Brasileiros serão consultados sobre venda de armas de fogo

LUIZ CARLOS CARDOSO


Arte PB

No mês de outubro, o eleitorado brasileiro deverá participar de um referendo, pronunciando-se sobre a comercialização de armas de fogo. Um documento que o presidente da República sancionou em dezembro de 2003, o Estatuto do Desarmamento, prevê a realização dessa consulta aos cidadãos, que deles colherá o "sim" ou o "não" a respeito da questão de interesse geral que consiste em manter a arma de fogo ao alcance de quem por ela pague ou retirá-la do comércio em todo o território nacional.

Se adotada, a proibição refere-se à venda de armas, estando já seu porte proibido ao cidadão comum pelo Estatuto. Quem já for proprietário de arma devidamente registrada poderá conservá-la, mas demonstrando daí por diante, a cada dois anos, que não oferece com isso algum risco para si e os outros - ou seja, provando mediante testes que é responsável o bastante para não fazer uso indevido dela. E, naturalmente, se a arma não tem registro, este deverá ser providenciado de imediato, arriscando-se o proprietário, em caso contrário, a ser punido até com detenção de um a três anos.

José Roberto Bellintani, superintendente do Instituto São Paulo contra a Violência - uma organização da sociedade civil que congrega entidades empresariais e não-governamentais, universidades e meios de comunicação -, observa que o referendo é um passo adiante de um processo cuja manifestação mais conhecida até agora é o recolhimento das armas por meio de uma bem-sucedida campanha iniciada em todo o país em meados de 2004 e que deve continuar até o fim de 2005. De acordo com a iniciativa, o dono da arma a leva espontaneamente a um posto policial ou militar, recebe por ela entre R$ 100 e R$ 300 e um agradecimento em nome da sociedade. Não lhe é perguntado se a arma é legal ou ilegal, dado o espírito de colaboração da campanha - mas isso só até dezembro.

Na perspectiva de hoje, a opinião pública de modo nenhum se apresenta pacificamente favorável à proibição da venda de armas. Para muitos, a possibilidade de que todo cidadão esteja sem dúvida desarmado o torna mais vulnerável à ação do bandido, que sabe disso.

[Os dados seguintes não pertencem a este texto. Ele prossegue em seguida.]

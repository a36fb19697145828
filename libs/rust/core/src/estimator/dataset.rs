//! Training data sources: local CSV files or CSV served over http(s).

use super::{EstimatorError, Flight};

pub const REQUIRED_COLUMNS: [&str; 5] = ["OPERA", "TIPOVUELO", "MES", "Fecha-O", "Fecha-I"];

pub fn is_remote(source: &str) -> bool { source.starts_with("http://") || source.starts_with("https://") }

pub async fn read_source(client: &reqwest::Client, source: &str) -> Result<Vec<Flight>, EstimatorError> {
    let unreadable = |reason: String| EstimatorError::SourceUnreadable { location: source.to_string(), reason };
    let text = if is_remote(source) {
        let resp = client.get(source).send().await.map_err(|e| unreadable(e.to_string()))?;
        let resp = resp.error_for_status().map_err(|e| unreadable(e.to_string()))?;
        resp.text().await.map_err(|e| unreadable(e.to_string()))?
    } else {
        tokio::fs::read_to_string(source).await.map_err(|e| unreadable(e.to_string()))?
    };
    parse_csv(&text)
}

/// Header-indexed CSV parse. Extra columns are ignored; quoted fields may
/// contain commas and doubled quotes but not line breaks.
pub fn parse_csv(text: &str) -> Result<Vec<Flight>, EstimatorError> {
    let mut lines = text.lines().map(|l| l.trim_end_matches('\r')).filter(|l| !l.trim().is_empty());
    let header = lines.next().ok_or_else(|| EstimatorError::SchemaMismatch("data source is empty".into()))?;
    let header = split_record(header.trim_start_matches('\u{feff}'));
    let mut idx = [0usize; 5];
    for (slot, name) in idx.iter_mut().zip(REQUIRED_COLUMNS) {
        *slot = header.iter().position(|h| h.trim() == name)
            .ok_or_else(|| EstimatorError::SchemaMismatch(format!("missing column {name}")))?;
    }
    let [opera, tipo, mes, fecha_o, fecha_i] = idx;

    let mut rows = Vec::new();
    for (n, line) in lines.enumerate() {
        let fields = split_record(line);
        let field = |i: usize| fields.get(i).map(|f| f.trim().to_string())
            .ok_or_else(|| EstimatorError::SchemaMismatch(format!("row {} has {} fields", n + 1, fields.len())));
        let month = field(mes)?.parse::<u8>().ok().filter(|m| (1..=12).contains(m))
            .ok_or_else(|| EstimatorError::SchemaMismatch(format!("row {}: MES is not a month", n + 1)))?;
        rows.push(Flight::new(field(opera)?, field(tipo)?, month).with_times(field(fecha_i)?, field(fecha_o)?));
    }
    if rows.is_empty() { return Err(EstimatorError::SchemaMismatch("data source has no rows".into())); }
    Ok(rows)
}

fn split_record(line: &str) -> Vec<String> {
    let mut fields = Vec::new();
    let mut field = String::new();
    let mut quoted = false;
    let mut chars = line.chars().peekable();
    while let Some(c) = chars.next() {
        match c {
            '"' if quoted && chars.peek() == Some(&'"') => { field.push('"'); chars.next(); }
            '"' => quoted = !quoted,
            ',' if !quoted => fields.push(std::mem::take(&mut field)),
            _ => field.push(c),
        }
    }
    fields.push(field);
    fields
}

#[cfg(test)]
mod tests {
    use super::*;

    const SAMPLE: &str = "Fecha-I,Vlo-I,MES,OPERA,TIPOVUELO,Fecha-O\r\n\
2017-01-01 23:30:00,226,1,\"Grupo LATAM\",I,2017-01-01 23:33:00\r\n\
2017-07-02 10:00:00,11,7,Sky Airline,N,2017-07-02 10:40:00\r\n";

    #[test]
    fn parses_rows_by_header_position() {
        let rows = parse_csv(SAMPLE).unwrap();
        assert_eq!(rows.len(), 2);
        assert_eq!(rows[0].opera, "Grupo LATAM");
        assert_eq!(rows[0].tipo_vuelo, "I");
        assert_eq!(rows[1].mes, 7);
        assert_eq!(rows[1].fecha_o.as_deref(), Some("2017-07-02 10:40:00"));
    }

    #[test]
    fn missing_column_is_schema_mismatch() {
        let err = parse_csv("OPERA,MES\nGrupo LATAM,1\n").unwrap_err();
        assert!(matches!(err, EstimatorError::SchemaMismatch(ref m) if m.contains("TIPOVUELO")));
    }

    #[test]
    fn bad_month_and_empty_body() {
        let bad = "OPERA,TIPOVUELO,MES,Fecha-O,Fecha-I\nCopa Air,I,13,a,b\n";
        assert!(matches!(parse_csv(bad), Err(EstimatorError::SchemaMismatch(_))));
        let empty = "OPERA,TIPOVUELO,MES,Fecha-O,Fecha-I\n";
        assert!(matches!(parse_csv(empty), Err(EstimatorError::SchemaMismatch(_))));
    }

    #[test]
    fn quoted_fields_keep_commas() {
        assert_eq!(split_record(r#"a,"b, c","say ""hi""""#), vec!["a", "b, c", "say \"hi\""]);
    }

    #[tokio::test]
    async fn missing_file_is_unreadable() {
        let err = read_source(&reqwest::Client::new(), "/definitely/not/here.csv").await.unwrap_err();
        assert!(matches!(err, EstimatorError::SourceUnreadable { .. }));
    }
}
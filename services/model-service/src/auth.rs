//! Binary allow/deny gate for privileged operations (`X-api-key: user=key`).

use tracing::warn;

use crate::error::ApiError;

pub const API_KEY_HEADER: &str = "x-api-key";

#[derive(Debug, Clone, Default)]
pub struct ApiKeyGate {
    expected: Option<(String, String)>,
}

impl ApiKeyGate {
    /// `raw` is the configured `user=key` pair. A missing or malformed value
    /// yields a gate that refuses everything.
    pub fn from_config(raw: Option<&str>) -> Self {
        let expected = raw.and_then(|v| match v.split_once('=') {
            Some((user, key)) if !user.is_empty() && !key.is_empty() => Some((user.to_string(), key.to_string())),
            _ => { warn!("api_key is not a user=key pair; privileged operations are disabled"); None }
        });
        Self { expected }
    }

    pub fn is_configured(&self) -> bool { self.expected.is_some() }

    /// Unknown user or unparseable key is 401, right user with the wrong key is 403.
    pub fn check(&self, presented: Option<&str>) -> Result<(), ApiError> {
        let Some((user, key)) = &self.expected else {
            return Err(ApiError::forbidden("Privileged operations are disabled on this service"));
        };
        let (p_user, p_key) = presented.and_then(|p| p.split_once('=')).ok_or_else(ApiError::unauthorized)?;
        if p_user != user.as_str() { return Err(ApiError::unauthorized()); }
        if p_key != key.as_str() { return Err(ApiError::forbidden("The API key is not valid")); }
        Ok(())
    }
}

#[cfg(test)]
mod tests {
    use super::*;
    use axum::http::StatusCode;

    fn status(gate: &ApiKeyGate, presented: Option<&str>) -> StatusCode {
        gate.check(presented).err().map(|e| e.status).unwrap_or(StatusCode::OK)
    }

    #[test]
    fn gate_outcomes() {
        let gate = ApiKeyGate::from_config(Some("admin=s3cret"));
        assert!(gate.is_configured());
        assert_eq!(status(&gate, Some("admin=s3cret")), StatusCode::OK);
        assert_eq!(status(&gate, Some("user=s3cret")), StatusCode::UNAUTHORIZED);
        assert_eq!(status(&gate, Some("admin")), StatusCode::UNAUTHORIZED);
        assert_eq!(status(&gate, None), StatusCode::UNAUTHORIZED);
        assert_eq!(status(&gate, Some("admin=APIKEY")), StatusCode::FORBIDDEN);
    }

    #[test]
    fn unconfigured_gate_denies() {
        for raw in [None, Some("no-separator"), Some("=key")] {
            let gate = ApiKeyGate::from_config(raw);
            assert!(!gate.is_configured());
            assert_eq!(status(&gate, Some("admin=s3cret")), StatusCode::FORBIDDEN);
        }
    }
}
//! `cepage estimate` — pre-flight cost printout, no API calls.

use std::path::Path;

use anyhow::Result;

use cepage_client::{estimate_batch_cost, Pricing};
use cepage_data::{Dataset, PromptTemplate};

use crate::config::{expand_path, AppConfig};

#[allow(clippy::too_many_arguments)]
pub fn run(
    dataset_path: &Path,
    sample: Option<usize>,
    min_count: Option<usize>,
    seed: Option<u64>,
    input_price: f64,
    output_price: f64,
    output_tokens: usize,
    cfg: &AppConfig,
) -> Result<()> {
    let opts = super::dataset_options(cfg, sample, min_count, seed);
    let dataset = Dataset::from_csv(&expand_path(dataset_path), &opts)?;
    let labels = dataset.label_set();
    let items = dataset.work_items(&PromptTemplate::default(), &labels);

    let pricing = Pricing { input_per_million: input_price, output_per_million: output_price };
    let est = estimate_batch_cost(
        items.iter().map(|i| i.input.as_str()),
        output_tokens,
        pricing,
    );

    println!("Items:            {}", items.len());
    println!("Varieties:        {}", labels.len());
    println!("Input tokens:     ~{}", est.input_tokens);
    println!("Output tokens:    ~{}", est.output_tokens);
    println!("Estimated cost:   ${:.4}", est.usd);
    println!();
    println!(
        "(at ${input_price}/M input, ${output_price}/M output; \
         ~4 chars per token, {output_tokens} output tokens per item)"
    );

    Ok(())
}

Pressupõe-se que o poder público deverá, paralelamente, reprimir o tráfico de armas no país e nas fronteiras, que é responsável pelo municiamento dos bandidos - a possibilidade de fracasso nessa empreitada é um forte argumento para os que se posicionam contra a proibição do comércio legal de armas, alegando que, desarmados, ficarão à mercê de um inimigo fortemente armado.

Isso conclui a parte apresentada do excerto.